A MA foi avaliada com um nível de evidência 2, uma vez que apresenta boa qualidade e análise estatística adequada, com baixa heterogeneidade entre os diferentes estudos. Foi realizada comparação direta entre os diferentes iSGLT2 e placebo e, posteriormente, efetuada uma análise em rede de todas as moléculas em estudo. Porém, devem ser apontadas algumas limitações. Os autores apontam como um dos critérios de seleção dos ECCA a ocorrência de ITU como outcome primário, mas quando analisados individualmente, verificou-se que alguns dos artigos não cumprem este critério. Para além disso, não é feita uma sub-análise por cada dosagem dos diferentes fármacos em estudo.
Apesar de terem sido excluídos estudos como EMPA-REG, CANVAS, DECLARE-TIMI e VERTIS-CV por não cumprirem os critérios de inclusão, os autores consideram pertinente a sua discussão por se tratar de estudos de grande dimensão e de referência. Globalmente, os estudos apresentam resultados semelhantes no que diz respeito ao risco de ITU com o uso de iSGLT2 em comparação com o placebo, não se identificando uma associação entre o seu uso e frequência de ITU. No EMPA-REG, a ocorrência geral de ITU foi de 18,0% e 18,1% nos grupos empagliflozina e placebo, respetivamente.20 No CANVAS, a incidência de ITU com canagliflozina e placebo foi de 40 versus 37 eventos por cada 1000 pacientes-ano.21 No DECLARE-TIMI, foram relatadas ITU em 1,5% e 1,6% dos pacientes tratados com dapagliflozina ou placebo.22 O VERTIS-CV constitui a exceção, registando-se uma frequência de ITU de 10,2% no grupo placebo em contraposição com 12,2% no grupo ertugliflozina 5 mg (RD: 2,1; IC 95%: 0,4 a 3,7; p = 0,02) e de 12,0% na dosagem de 15 mg (RD: 1,8; IC 95%: 0,2 a 3,5; p = 0,03).23
Os autores destacam como ponto positivo deste estudo a aplicação da escala SORT, uma vez que esta valoriza os resultados orientados para o doente. De forma a dar cumprimento a esta premissa, e para uniformizar a seleção dos artigos, foi tida em conta a definição de ITU de acordo com a classificação MedDRA, através da descrição de sinais e sintomas, ao invés da obtenção do diagnóstico por exames complementares.

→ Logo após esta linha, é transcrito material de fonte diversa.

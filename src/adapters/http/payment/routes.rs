//! Route definitions for the payment API.

use axum::routing::{get, post};
use axum::Router;

use super::handlers::{self, PaymentAppState};

/// Build the payment router.
///
/// Pages, webhook and API endpoints share one state; the server layers
/// tracing and timeouts on top.
pub fn payment_router() -> Router<PaymentAppState> {
    Router::new()
        // Pages
        .route("/", get(handlers::index))
        .route("/success", get(handlers::success))
        .route("/cancel", get(handlers::cancel))
        .route(
            "/finish-dynamic-charge/:session_id",
            get(handlers::finish_dynamic_charge),
        )
        // Processor callbacks
        .route("/webhook", post(handlers::handle_webhook))
        // Local CSMS notification sink
        .route("/csms-notification", post(handlers::csms_notification))
        // API
        .route("/api/create-payment", post(handlers::create_payment))
        .route(
            "/api/start-charging-session",
            post(handlers::start_charging_session),
        )
        .route(
            "/api/end-charging-session",
            post(handlers::end_charging_session),
        )
}
#[tokio::test]
async fn csms_outage_does_not_change_the_webhook_ack() {
    let processor =
        Arc::new(TestProcessor::new().with_webhook_result(Ok(checkout_completed_event())));
    let notifier = Arc::new(TestNotifier::failing());
    let router = app(processor, notifier.clone());

    let request = Request::builder()
        .method("POST")
        .uri("/webhook")
        .header("content-type", "application/json")
        .header("Stripe-Signature", "t=1,v1=deadbeef")
        .body(Body::from("{}"))
        .unwrap();
    let response = router.oneshot(request).await.unwrap();

    assert_eq!(response.status(), StatusCode::OK);
    // Delivery was attempted exactly once.
    assert_eq!(notifier.events().len(), 1);
}

// =============================================================================
// Dynamic Session Lifecycle
// =============================================================================

fn dynamic_session() -> CheckoutSession {
    CheckoutSession {
        id: "cs_dyn".to_string(),
        url: None,
        mode: "setup".to_string(),
        client_reference_id: Some("cus_42".to_string()),
        setup_intent: Some("seti_789".to_string()),
        amount_total: None,
        metadata: HashMap::from([("payment_type".to_string(), "dynamic".to_string())]),
    }
}

#[tokio::test]
async fn start_charging_session_returns_setup_intent() {
    let processor = Arc::new(TestProcessor::new());
    let notifier = Arc::new(TestNotifier::new());

    let (status, body) = post_json(
        app(processor, notifier),
        "/api/start-charging-session",
        json!({"client_id": "cus_42", "payment_token": "tok_visa"}),
    )
    .await;

    assert_eq!(status, StatusCode::OK);
    assert_eq!(body["setup_intent_id"], "seti_789");
    assert_eq!(body["client_secret"], "seti_789_secret");
}

#[tokio::test]
async fn finish_dynamic_charge_settles_the_fixed_session_price() {
    let processor = Arc::new(TestProcessor::new().with_session(dynamic_session()));
    let notifier = Arc::new(TestNotifier::new());

    let (status, bytes) = get(
        app(processor.clone(), notifier.clone()),
        "/finish-dynamic-charge/cs_dyn",
    )
    .await;

    assert_eq!(status, StatusCode::OK);
    let body: Value = serde_json::from_slice(&bytes).unwrap();
    assert_eq!(body["status"], "success");
    assert_eq!(body["amount_paid"], 15.0);
    assert_eq!(body["payment_intent_id"], "pi_55");

    assert_eq!(processor.charged_amounts(), vec![1500]);
    let events = notifier.events();
    assert_eq!(events.len(), 1);
    assert!(matches!(
        &events[0],
        CsmsEvent::ChargeCompleted { amount_paid, .. } if *amount_paid == 15.0
    ));
}

#[tokio::test]
async fn finish_dynamic_charge_decline_reports_charge_failed() {
    let processor = Arc::new(
        TestProcessor::new()
            .with_session(dynamic_session())
            .declining_charges(),
    );
    let notifier = Arc::new(TestNotifier::new());

    let (status, bytes) = get(
        app(processor, notifier.clone()),
        "/finish-dynamic-charge/cs_dyn",
    )
    .await;

    assert_eq!(status, StatusCode::BAD_REQUEST);
    let body: Value = serde_json::from_slice(&bytes).unwrap();
    assert_eq!(body["error"], "card_error");

    let events = notifier.events();
    assert_eq!(events.len(), 1);
    assert!(matches!(&events[0], CsmsEvent::ChargeFailed { .. }));
}

#[tokio::test]
async fn end_charging_session_charges_the_metered_amount() {
    let processor = Arc::new(TestProcessor::new());
    let notifier = Arc::new(TestNotifier::new());

    let (status, body) = post_json(
        app(processor.clone(), notifier.clone()),
        "/api/end-charging-session",
        json!({"setup_intent_id": "seti_789", "final_amount": 3500}),
    )
    .await;

    assert_eq!(status, StatusCode::OK);
    assert_eq!(body["status"], "success");
    assert_eq!(body["payment_intent_id"], "pi_55");

    assert_eq!(processor.charged_amounts(), vec![3500]);
    let events = notifier.events();
    assert_eq!(events.len(), 1);
    assert!(matches!(
        &events[0],
        CsmsEvent::ChargeCompleted { amount_paid, .. } if *amount_paid == 35.0
    ));
}

#[tokio::test]
async fn end_charging_session_rejects_non_positive_amount() {
    let processor = Arc::new(TestProcessor::new());
    let notifier = Arc::new(TestNotifier::new());

    let (status, body) = post_json(
        app(processor, notifier.clone()),
        "/api/end-charging-session",
        json!({"setup_intent_id": "seti_789", "final_amount": 0}),
    )
    .await;

    assert_eq!(status, StatusCode::BAD_REQUEST);
    assert_eq!(body["error"], "invalid_request");
    // Validation failures are not lifecycle outcomes.
    assert!(notifier.events().is_empty());
}

// =============================================================================
// Pages
// =============================================================================

#[tokio::test]
async fn index_serves_the_landing_page() {
    let processor = Arc::new(TestProcessor::new());
    let notifier = Arc::new(TestNotifier::new());

    let (status, bytes) = get(app(processor, notifier), "/").await;

    assert_eq!(status, StatusCode::OK);
    let html = String::from_utf8(bytes).unwrap();
    assert!(html.contains("pk_test_abc"));
}

#[tokio::test]
async fn success_redirect_for_dynamic_serves_charging_page() {
    let processor = Arc::new(TestProcessor::new().with_session(dynamic_session()));
    let notifier = Arc::new(TestNotifier::new());

    let (status, bytes) = get(
        app(processor, notifier.clone()),
        "/success?session_id=cs_dyn",
    )
    .await;

    assert_eq!(status, StatusCode::OK);
    let html = String::from_utf8(bytes).unwrap();
    assert!(html.contains("/finish-dynamic-charge/cs_dyn"));
    assert!(notifier.events().is_empty());
}

#[tokio::test]
async fn success_redirect_for_estimated_reports_settlement() {
    let session = CheckoutSession {
        id: "cs_est".to_string(),
        url: None,
        mode: "payment".to_string(),
        client_reference_id: Some("cus_42".to_string()),
        setup_intent: None,
        amount_total: Some(1000),
        metadata: HashMap::from([("payment_type".to_string(), "estimated".to_string())]),
    };
    let processor = Arc::new(TestProcessor::new().with_session(session));
    let notifier = Arc::new(TestNotifier::new());

    let (status, _) = get(
        app(processor, notifier.clone()),
        "/success?session_id=cs_est",
    )
    .await;

    assert_eq!(status, StatusCode::OK);
    let events = notifier.events();
    assert_eq!(events.len(), 1);
    assert!(matches!(
        &events[0],
        CsmsEvent::CheckoutSettled { amount, .. } if *amount == 10.0
    ));
}

#[tokio::test]
async fn cancel_serves_the_cancel_page() {
    let processor = Arc::new(TestProcessor::new());
    let notifier = Arc::new(TestNotifier::new());

    let (status, bytes) = get(app(processor, notifier), "/cancel").await;

    assert_eq!(status, StatusCode::OK);
    let html = String::from_utf8(bytes).unwrap();
    assert!(html.contains("cancelled"));
}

Apesar de existir evidência que a utilização de iSGLT2 se associa com a ocorrência de infeções genitais, o mesmo não se verifica, de forma tão robusta e consistente, com a ocorrência de ITU. Segundo alguns autores, uma justificação encontrada para esta discrepância, prende-se com o aumento da diurese e poliúria causada pelos iSGLT2. Ao gerar um aumento do fluxo urinário, ocorre uma redução da carga bacteriana nas vias urinárias, o que parece justificar a fraca associação com ocorrência de ITU.24
De acordo com a revisão efetuada, a evidência aponta para que os iSGLT2 não sejam responsáveis pelo aumento da frequência de ITU em doentes com DMT2. Porém, verifica-se uma escassez de ECCA cujo outcome primário seja a ocorrência de ITU. Adicionalmente, os ECCA analisados apresentam tempos de follow-up heterogéneos e tamanho amostral reduzido. Para além disso, apenas uma meta-análise cumpriu os critérios de inclusão definidos. Serão necessários estudos adicionais, metodologicamente robustos, que tenham como um dos seus outcomes principais o aumento da frequência das ITU.